:: Requirement ::
Take every entry below and copy it out word for word.

:: Data supplied ::
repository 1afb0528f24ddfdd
// Licensed to the Apache Software Foundation (ASF) under one
// or more contributor license agreements.  See the NOTICE file
// distributed with this work for additional information
// regarding copyright ownership.  The ASF licenses this file
// to you under the Apache License, Version 2.0 (the
// "License"); you may not use this file except in compliance
// with the License.  You may obtain a copy of the License at
//
//   http://www.apache.org/licenses/LICENSE-2.0
//
// Unless required by applicable law or agreed to in writing,
// software distributed under the License is distributed on an
// "AS IS" BASIS, WITHOUT WARRANTIES OR CONDITIONS OF ANY
// KIND, either express or implied.  See the License for the
// specific language governing permissions and limitations
// under the License.
use crate::common::app_config::MAX_SPILL_PARTITION_COUNT_BITS;

/// Maps a 64-bit key hash to one of `1 << bits` spill partitions.
///
/// The top bits are used so partitioning stays independent of the low bits the
/// hash table probes with.
#[derive(Clone, Copy, Debug, PartialEq, Eq)]
pub struct SpillPartitionHelper {
    bits: u32,
}

impl SpillPartitionHelper {
    pub fn new(bits: u32) -> Result<Self, String> {
        if bits > MAX_SPILL_PARTITION_COUNT_BITS {
            return Err(format!(
                "spill partition count bits {} exceeds {}",
                bits, MAX_SPILL_PARTITION_COUNT_BITS
            ));
        }
        Ok(Self { bits })
    }

    pub fn partition_count_bits(&self) -> u32 {
        self.bits
    }

    pub fn partition_count(&self) -> usize {
        1usize << self.bits
    }

    pub fn get_index(&self, hash: u64) -> usize {
        if self.bits == 0 {
            return 0;
        }
        (hash >> (64 - self.bits)) as usize
    }

    pub fn last_partition(&self) -> usize {
        self.partition_count() - 1
    }
}

#[cfg(test)]
mod tests {
    use super::*;
    use crate::exec::hash_table::hash::{AGG_HASH_SEED, hash_u64_with_seed};

    #[test]
    fn index_is_stable_and_in_range() {
        let helper = SpillPartitionHelper::new(2).expect("helper");
        assert_eq!(helper.partition_count(), 4);
        for key in 0u64..1000 {
            let hash = hash_u64_with_seed(AGG_HASH_SEED, key);
            let first = helper.get_index(hash);
            assert!(first < 4);
            assert_eq!(first, helper.get_index(hash));
            let again = SpillPartitionHelper::new(2).expect("helper");
            assert_eq!(first, again.get_index(hash));
        }
    }

    #[test]
    fn uses_top_bits() {
        let helper = SpillPartitionHelper::new(4).expect("helper");
        assert_eq!(helper.get_index(0xF000_0000_0000_0000), 15);
        assert_eq!(helper.get_index(0x0FFF_FFFF_FFFF_FFFF), 0);
        assert_eq!(helper.last_partition(), 15);
    }

    #[test]
    fn zero_bits_is_one_partition() {
        let helper = SpillPartitionHelper::new(0).expect("helper");
        assert_eq!(helper.partition_count(), 1);
        assert_eq!(helper.get_index(u64::MAX), 0);
    }

    #[test]
    fn rejects_too_many_bits() {
        assert!(SpillPartitionHelper::new(MAX_SPILL_PARTITION_COUNT_BITS + 1).is_err());
    }
}
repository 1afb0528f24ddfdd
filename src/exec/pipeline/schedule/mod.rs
// Licensed to the Apache Software Foundation (ASF) under one
// or more contributor license agreements.  See the NOTICE file
// distributed with this work for additional information
// regarding copyright ownership.  The ASF licenses this file
// to you under the Apache License, Version 2.0 (the
// "License"); you may not use this file except in compliance
// with the License.  You may obtain a copy of the License at
//
//   http://www.apache.org/licenses/LICENSE-2.0
//
// Unless required by applicable law or agreed to in writing,
// software distributed under the License is distributed on an
// "AS IS" BASIS, WITHOUT WARRANTIES OR CONDITIONS OF ANY
// KIND, either express or implied.  See the License for the
// specific language governing permissions and limitations
// under the License.
pub mod observer;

:: Response below ::
repository 1afb0528f24ddfdd
// Licensed to the Apache Software Foundation (ASF) under one
// or more contributor license agreements.  See the NOTICE file
// distributed with this work for additional information
// regarding copyright ownership.  The ASF licenses this file
// to you under the Apache License, Version 2.0 (the
// "License"); you may not use this file except in compliance
// with the License.  You may obtain a copy of the License at
//
//   http://www.apache.org/licenses/LICENSE-2.0
//
// Unless required by applicable law or agreed to in writing,
// software distributed under the License is distributed on an
// "AS IS" BASIS, WITHOUT WARRANTIES OR CONDITIONS OF ANY
// KIND, either express or implied.  See the License for the
// specific language governing permissions and limitations
// under the License.
use crate::common::app_config::MAX_SPILL_PARTITION_COUNT_BITS;

/// Maps a 64-bit key hash to one of `1 << bits` spill partitions.
///
/// The top bits are used so partitioning stays independent of the low bits the
/// hash table probes with.
#[derive(Clone, Copy, Debug, PartialEq, Eq)]
pub struct SpillPartitionHelper {
    bits: u32,
}

impl SpillPartitionHelper {
    pub fn new(bits: u32) -> Result<Self, String> {
        if bits > MAX_SPILL_PARTITION_COUNT_BITS {
            return Err(format!(
                "spill partition count bits {} exceeds {}",
                bits, MAX_SPILL_PARTITION_COUNT_BITS
            ));
        }
        Ok(Self { bits })
    }

    pub fn partition_count_bits(&self) -> u32 {
        self.bits
    }

    pub fn partition_count(&self) -> usize {
        1usize << self.bits
    }

    pub fn get_index(&self, hash: u64) -> usize {
        if self.bits == 0 {
            return 0;
        }
        (hash >> (64 - self.bits)) as usize
    }

    pub fn last_partition(&self) -> usize {
        self.partition_count() - 1
    }
}

#[cfg(test)]
mod tests {
    use super::*;
    use crate::exec::hash_table::hash::{AGG_HASH_SEED, hash_u64_with_seed};

    #[test]
    fn index_is_stable_and_in_range() {
        let helper = SpillPartitionHelper::new(2).expect("helper");
        assert_eq!(helper.partition_count(), 4);
        for key in 0u64..1000 {
            let hash = hash_u64_with_seed(AGG_HASH_SEED, key);
            let first = helper.get_index(hash);
            assert!(first < 4);
            assert_eq!(first, helper.get_index(hash));
            let again = SpillPartitionHelper::new(2).expect("helper");
            assert_eq!(first, again.get_index(hash));
        }
    }

    #[test]
    fn uses_top_bits() {
        let helper = SpillPartitionHelper::new(4).expect("helper");
        assert_eq!(helper.get_index(0xF000_0000_0000_0000), 15);
        assert_eq!(helper.get_index(0x0FFF_FFFF_FFFF_FFFF), 0);
        assert_eq!(helper.last_partition(), 15);
    }

    #[test]
    fn zero_bits_is_one_partition() {
        let helper = SpillPartitionHelper::new(0).expect("helper");
        assert_eq!(helper.partition_count(), 1);
        assert_eq!(helper.get_index(u64::MAX), 0);
    }

    #[test]
    fn rejects_too_many_bits() {
        assert!(SpillPartitionHelper::new(MAX_SPILL_PARTITION_COUNT_BITS + 1).is_err());
    }
}
repository 1afb0528f24ddfdd
filename src/exec/pipeline/schedule/mod.rs
// Licensed to the Apache Software Foundation (ASF) under one
// or more contributor license agreements.  See the NOTICE file
// distributed with this work for additional information
// regarding copyright ownership.  The ASF licenses this file
// to you under the Apache License, Version 2.0 (the
// "License"); you may not use this file except in compliance
// with the License.  You may obtain a copy of the License at
//
//   http://www.apache.org/licenses/LICENSE-2.0
//
// Unless required by applicable law or agreed to in writing,
// software distributed under the License is distributed on an
// "AS IS" BASIS, WITHOUT WARRANTIES OR CONDITIONS OF ANY
// KIND, either express or implied.  See the License for the
// specific language governing permissions and limitations
// under the License.
pub mod observer;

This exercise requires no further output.